Sun Yanqing, Gilbert Peter B, McKeague Ian W
University of North Carolina at Charlotte, University of Washington and Fred Hutchinson Cancer Research Center, and Columbia University.
Ann Stat. 2009 Feb 1;37(1):394-426. doi: 10.1214/07-AOS554.
For time-to-event data with finitely many competing risks, the proportional hazards model has been a popular tool for relating the cause-specific outcomes to covariates [Prentice et al. Biometrics34 (1978) 541-554]. This article studies an extension of this approach to allow a continuum of competing risks, in which the cause of failure is replaced by a continuous mark only observed at the failure time. We develop inference for the proportional hazards model in which the regression parameters depend nonparametrically on the mark and the baseline hazard depends nonparametrically on both time and mark. This work is motivated by the need to assess HIV vaccine efficacy, while taking into account the genetic divergence of infecting HIV viruses in trial participants from the HIV strain that is contained in the vaccine, and adjusting for covariate effects. Mark-specific vaccine efficacy is expressed in terms of one of the regression functions in the mark-specific proportional hazards model. The new approach is evaluated in simulations and applied to the first HIV vaccine efficacy trial.

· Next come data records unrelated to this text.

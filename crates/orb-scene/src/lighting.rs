//! The single point light that shades both scenes.

use glam::Vec3;

/// A point light with range falloff.
#[derive(Debug, Clone, Copy, PartialEq)]
pub struct PointLight {
    pub position: Vec3,
    pub intensity: f32,
    /// Distance at which the light reaches zero. 0 means unbounded.
    pub distance: f32,
    pub decay: f32,
}

impl Default for PointLight {
    fn default() -> Self {
        Self {
            position: Vec3::new(0.0, 10.0, 10.0),
            intensity: 200.0,
            distance: 100.0,
            decay: 2.0,
        }
    }
}

impl PointLight {
    /// Falloff factor at distance `d`, matching the shader.
    #[must_use]
    pub fn attenuation(&self, d: f32) -> f32 {
        let inverse = 1.0 / d.powf(self.decay).max(0.01);
        if self.distance > 0.0 {
            let ratio = (d / self.distance).powi(4);
            let window = (1.0 - ratio).clamp(0.0, 1.0);
            inverse * window * window
        } else {
            inverse
        }
    }
}

#[cfg(test)]
mod tests {
    use super::*;

    #[test]
    fn test_inverse_square_near_light() {
        let light = PointLight::default();
        let a = light.attenuation(2.0);
        assert!((a - 0.25).abs() < 1e-4, "a = {a}");
    }

    #[test]
    fn test_zero_beyond_cutoff() {
        let light = PointLight::default();
        assert_eq!(light.attenuation(100.0), 0.0);
        assert_eq!(light.attenuation(150.0), 0.0);
    }

    #[test]
    fn test_unbounded_light() {
        let light = PointLight {
            distance: 0.0,
            ..PointLight::default()
        };
        assert!((light.attenuation(200.0) - 1.0 / 40_000.0).abs() < 1e-9);
    }

    #[test]
    fn test_close_range_capped() {
        let light = PointLight::default();
        assert!((light.attenuation(0.0) - 100.0).abs() < 1e-3);
    }
}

对于具有有限多个竞争风险的生存时间数据,比例风险模型一直是将特定病因结局与协变量相关联的常用工具[普伦蒂斯等人,《生物统计学》34 (1978) 541 - 554]。本文研究了这种方法的一种扩展,以允许存在连续的竞争风险,其中失败原因被仅在失败时刻观测到的连续标记所取代。我们针对比例风险模型进行推断,其中回归参数非参数地依赖于标记,且基线风险非参数地依赖于时间和标记两者。这项工作的动机是在评估HIV疫苗效力时,需要考虑试验参与者中感染的HIV病毒与疫苗中所含HIV毒株的基因差异,并对协变量效应进行调整。标记特异性疫苗效力通过标记特异性比例风险模型中的一个回归函数来表示。新方法在模拟中进行了评估,并应用于首个HIV疫苗效力试验。